::: Raw data :::

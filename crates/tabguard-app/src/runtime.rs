use std::sync::Arc;

use serde_json::Value;
use tabguard_core::{
    Engine, EngineOptions, HostError, KeyValueStore, LimitConfig, SetOptionError, TabEvent,
    DISPLAY_BADGE_KEY,
};
use thiserror::Error;
use tokio::io::{AsyncBufRead, AsyncBufReadExt};
use tokio::sync::mpsc::{self, UnboundedReceiver};
use tokio::task::JoinSet;
use tracing::{debug, warn};

use crate::browser::SimulatedBrowser;
use crate::command::{CommandError, ShellCommand};

#[derive(Debug, Error)]
pub enum RuntimeError {
    #[error("host error: {0}")]
    Host(#[from] HostError),
    #[error("option not saved: {0}")]
    Option(#[from] SetOptionError),
    #[error("invalid command: {0}")]
    Command(#[from] CommandError),
    #[error("input error: {0}")]
    Input(#[from] std::io::Error),
}

pub type AppEngine<S> = Engine<Arc<SimulatedBrowser>, Arc<SimulatedBrowser>, S>;

pub struct AppRuntime<S: KeyValueStore + 'static> {
    engine: Arc<AppEngine<S>>,
    browser: Arc<SimulatedBrowser>,
    events: UnboundedReceiver<TabEvent>,
    tasks: JoinSet<()>,
    startup_config: LimitConfig,
}

impl<S: KeyValueStore + 'static> AppRuntime<S> {
    pub async fn bootstrap(store: S, options: EngineOptions, echo: bool) -> Self {
        let (tx, events) = mpsc::unbounded_channel();
        let browser = Arc::new(SimulatedBrowser::new(tx, echo));
        let engine = Arc::new(Engine::new(browser.clone(), browser.clone(), store, options));
        let startup_config = engine.startup().await;

        Self {
            engine,
            browser,
            events,
            tasks: JoinSet::new(),
            startup_config,
        }
    }

    pub fn browser(&self) -> &SimulatedBrowser {
        &self.browser
    }

    #[cfg(test)]
    pub fn engine(&self) -> &AppEngine<S> {
        &self.engine
    }

    pub fn startup_config(&self) -> &LimitConfig {
        &self.startup_config
    }

    pub async fn run<R>(&mut self, input: R) -> Result<(), RuntimeError>
    where
        R: AsyncBufRead + Unpin,
    {
        let mut lines = input.lines();
        while let Some(line) = lines.next_line().await? {
            let line = line.trim();
            if line.is_empty() || line.starts_with('#') {
                continue;
            }

            match line.parse::<ShellCommand>() {
                Ok(ShellCommand::Quit) => break,
                Ok(command) => {
                    if let Err(error) = self.apply(command).await {
                        self.browser.say(format!("error: {error}"));
                    }
                }
                Err(error) => self.browser.say(format!("error: {}", RuntimeError::from(error))),
            }
            self.drain().await;
        }

        self.drain().await;
        Ok(())
    }

    pub async fn apply(&mut self, command: ShellCommand) -> Result<(), RuntimeError> {
        match command {
            ShellCommand::Open { target, pinned } => {
                let tab_id = self.browser.open_tab(target, pinned)?;
                self.browser.say(format!("opened {tab_id}"));
            }
            ShellCommand::Close { tab_id } => {
                self.browser.remove_tab(tab_id)?;
                self.browser.say(format!("closed {tab_id}"));
            }
            ShellCommand::Focus { window_id } => self.browser.focus(window_id)?,
            ShellCommand::Badge { enabled } => {
                self.update_option(DISPLAY_BADGE_KEY, Value::from(enabled)).await?;
            }
            ShellCommand::Set { key, value } => self.update_option(&key, value).await?,
            ShellCommand::Show => {
                self.browser.say(format!(
                    "windows={} tabs={}",
                    self.browser.window_count(),
                    self.browser.tab_count()
                ));
                self.browser.say(self.browser.describe());
            }
            ShellCommand::Quit => {}
        }
        Ok(())
    }

    pub async fn drain(&mut self) {
        loop {
            while let Ok(event) = self.events.try_recv() {
                self.dispatch(event);
            }
            if self.tasks.is_empty() {
                break;
            }
            tokio::select! {
                Some(event) = self.events.recv() => self.dispatch(event),
                Some(result) = self.tasks.join_next() => {
                    if let Err(error) = result {
                        warn!(%error, "tab event task failed");
                    }
                }
                else => break,
            }
        }
    }

    fn dispatch(&mut self, event: TabEvent) {
        let engine = Arc::clone(&self.engine);
        self.tasks.spawn(async move {
            if let Some(enforcement) = engine.handle_event(event).await {
                debug!(tab_id = %enforcement.tab_id, tag = %enforcement.tag, "tab rejected");
            }
        });
    }

    async fn update_option(&self, key: &str, value: Value) -> Result<(), RuntimeError> {
        let setting = self.engine.update_option(key, value).await?;
        self.browser.say(format!("set {key} = {setting}"));
        Ok(())
    }
}
use std::io::ErrorKind;
use std::path::{Path, PathBuf};

use async_trait::async_trait;
use serde_json::{Map, Value};
use tabguard_core::{KeyValueStore, StoreError};
use tokio::fs;
use tokio::sync::Mutex;
use tracing::debug;

pub struct JsonFileStore {
    path: PathBuf,
    write_lock: Mutex<()>,
}

impl JsonFileStore {
    pub async fn open(path: impl AsRef<Path>) -> Result<Self, StoreError> {
        let path = path.as_ref().to_path_buf();
        if let Some(parent) = path.parent() {
            if !parent.as_os_str().is_empty() {
                fs::create_dir_all(parent).await?;
            }
        }
        Ok(Self {
            path,
            write_lock: Mutex::new(()),
        })
    }

    async fn read_document(&self) -> Result<Map<String, Value>, StoreError> {
        let contents = match fs::read_to_string(&self.path).await {
            Ok(contents) => contents,
            Err(error) if error.kind() == ErrorKind::NotFound => return Ok(Map::new()),
            Err(error) => return Err(error.into()),
        };
        if contents.trim().is_empty() {
            return Ok(Map::new());
        }
        Ok(serde_json::from_str(&contents)?)
    }
}

#[async_trait]
impl KeyValueStore for JsonFileStore {
    async fn get(&self, keys: &[&str]) -> Result<Map<String, Value>, StoreError> {
        let mut document = self.read_document().await?;
        Ok(keys
            .iter()
            .filter_map(|key| document.remove(*key).map(|value| ((*key).to_owned(), value)))
            .collect())
    }

    async fn set(&self, items: Map<String, Value>) -> Result<(), StoreError> {
        let _guard = self.write_lock.lock().await;
        let mut document = self.read_document().await?;
        document.extend(items);

        let encoded = serde_json::to_string_pretty(&Value::Object(document))?;
        let temp_path = self.path.with_extension("json.tmp");
        fs::write(&temp_path, encoded).await?;
        fs::rename(&temp_path, &self.path).await?;
        debug!(path = %self.path.display(), "settings written");
        Ok(())
    }
}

:::

- [Work to be completed]
An exact copy of every record is required.

- [Written reply]
filename crates/tabguard-app/src/runtime.rs
use std::sync::Arc;

use serde_json::Value;
use tabguard_core::{
    Engine, EngineOptions, HostError, KeyValueStore, LimitConfig, SetOptionError, TabEvent,
    DISPLAY_BADGE_KEY,
};
use thiserror::Error;
use tokio::io::{AsyncBufRead, AsyncBufReadExt};
use tokio::sync::mpsc::{self, UnboundedReceiver};
use tokio::task::JoinSet;
use tracing::{debug, warn};

use crate::browser::SimulatedBrowser;
use crate::command::{CommandError, ShellCommand};

#[derive(Debug, Error)]
pub enum RuntimeError {
    #[error("host error: {0}")]
    Host(#[from] HostError),
    #[error("option not saved: {0}")]
    Option(#[from] SetOptionError),
    #[error("invalid command: {0}")]
    Command(#[from] CommandError),
    #[error("input error: {0}")]
    Input(#[from] std::io::Error),
}

pub type AppEngine<S> = Engine<Arc<SimulatedBrowser>, Arc<SimulatedBrowser>, S>;

pub struct AppRuntime<S: KeyValueStore + 'static> {
    engine: Arc<AppEngine<S>>,
    browser: Arc<SimulatedBrowser>,
    events: UnboundedReceiver<TabEvent>,
    tasks: JoinSet<()>,
    startup_config: LimitConfig,
}

impl<S: KeyValueStore + 'static> AppRuntime<S> {
    pub async fn bootstrap(store: S, options: EngineOptions, echo: bool) -> Self {
        let (tx, events) = mpsc::unbounded_channel();
        let browser = Arc::new(SimulatedBrowser::new(tx, echo));
        let engine = Arc::new(Engine::new(browser.clone(), browser.clone(), store, options));
        let startup_config = engine.startup().await;

        Self {
            engine,
            browser,
            events,
            tasks: JoinSet::new(),
            startup_config,
        }
    }

    pub fn browser(&self) -> &SimulatedBrowser {
        &self.browser
    }

    #[cfg(test)]
    pub fn engine(&self) -> &AppEngine<S> {
        &self.engine
    }

    pub fn startup_config(&self) -> &LimitConfig {
        &self.startup_config
    }

    pub async fn run<R>(&mut self, input: R) -> Result<(), RuntimeError>
    where
        R: AsyncBufRead + Unpin,
    {
        let mut lines = input.lines();
        while let Some(line) = lines.next_line().await? {
            let line = line.trim();
            if line.is_empty() || line.starts_with('#') {
                continue;
            }

            match line.parse::<ShellCommand>() {
                Ok(ShellCommand::Quit) => break,
                Ok(command) => {
                    if let Err(error) = self.apply(command).await {
                        self.browser.say(format!("error: {error}"));
                    }
                }
                Err(error) => self.browser.say(format!("error: {}", RuntimeError::from(error))),
            }
            self.drain().await;
        }

        self.drain().await;
        Ok(())
    }

    pub async fn apply(&mut self, command: ShellCommand) -> Result<(), RuntimeError> {
        match command {
            ShellCommand::Open { target, pinned } => {
                let tab_id = self.browser.open_tab(target, pinned)?;
                self.browser.say(format!("opened {tab_id}"));
            }
            ShellCommand::Close { tab_id } => {
                self.browser.remove_tab(tab_id)?;
                self.browser.say(format!("closed {tab_id}"));
            }
            ShellCommand::Focus { window_id } => self.browser.focus(window_id)?,
            ShellCommand::Badge { enabled } => {
                self.update_option(DISPLAY_BADGE_KEY, Value::from(enabled)).await?;
            }
            ShellCommand::Set { key, value } => self.update_option(&key, value).await?,
            ShellCommand::Show => {
                self.browser.say(format!(
                    "windows={} tabs={}",
                    self.browser.window_count(),
                    self.browser.tab_count()
                ));
                self.browser.say(self.browser.describe());
            }
            ShellCommand::Quit => {}
        }
        Ok(())
    }

    pub async fn drain(&mut self) {
        loop {
            while let Ok(event) = self.events.try_recv() {
                self.dispatch(event);
            }
            if self.tasks.is_empty() {
                break;
            }
            tokio::select! {
                Some(event) = self.events.recv() => self.dispatch(event),
                Some(result) = self.tasks.join_next() => {
                    if let Err(error) = result {
                        warn!(%error, "tab event task failed");
                    }
                }
                else => break,
            }
        }
    }

    fn dispatch(&mut self, event: TabEvent) {
        let engine = Arc::clone(&self.engine);
        self.tasks.spawn(async move {
            if let Some(enforcement) = engine.handle_event(event).await {
                debug!(tab_id = %enforcement.tab_id, tag = %enforcement.tag, "tab rejected");
            }
        });
    }

    async fn update_option(&self, key: &str, value: Value) -> Result<(), RuntimeError> {
        let setting = self.engine.update_option(key, value).await?;
        self.browser.say(format!("set {key} = {setting}"));
        Ok(())
    }
}
use std::io::ErrorKind;
use std::path::{Path, PathBuf};

use async_trait::async_trait;
use serde_json::{Map, Value};
use tabguard_core::{KeyValueStore, StoreError};
use tokio::fs;
use tokio::sync::Mutex;
use tracing::debug;

pub struct JsonFileStore {
    path: PathBuf,
    write_lock: Mutex<()>,
}

impl JsonFileStore {
    pub async fn open(path: impl AsRef<Path>) -> Result<Self, StoreError> {
        let path = path.as_ref().to_path_buf();
        if let Some(parent) = path.parent() {
            if !parent.as_os_str().is_empty() {
                fs::create_dir_all(parent).await?;
            }
        }
        Ok(Self {
            path,
            write_lock: Mutex::new(()),
        })
    }

    async fn read_document(&self) -> Result<Map<String, Value>, StoreError> {
        let contents = match fs::read_to_string(&self.path).await {
            Ok(contents) => contents,
            Err(error) if error.kind() == ErrorKind::NotFound => return Ok(Map::new()),
            Err(error) => return Err(error.into()),
        };
        if contents.trim().is_empty() {
            return Ok(Map::new());
        }
        Ok(serde_json::from_str(&contents)?)
    }
}

#[async_trait]
impl KeyValueStore for JsonFileStore {
    async fn get(&self, keys: &[&str]) -> Result<Map<String, Value>, StoreError> {
        let mut document = self.read_document().await?;
        Ok(keys
            .iter()
            .filter_map(|key| document.remove(*key).map(|value| ((*key).to_owned(), value)))
            .collect())
    }

    async fn set(&self, items: Map<String, Value>) -> Result<(), StoreError> {
        let _guard = self.write_lock.lock().await;
        let mut document = self.read_document().await?;
        document.extend(items);

        let encoded = serde_json::to_string_pretty(&Value::Object(document))?;
        let temp_path = self.path.with_extension("json.tmp");
        fs::write(&temp_path, encoded).await?;
        fs::rename(&temp_path, &self.path).await?;
        debug!(path = %self.path.display(), "settings written");
        Ok(())
    }
}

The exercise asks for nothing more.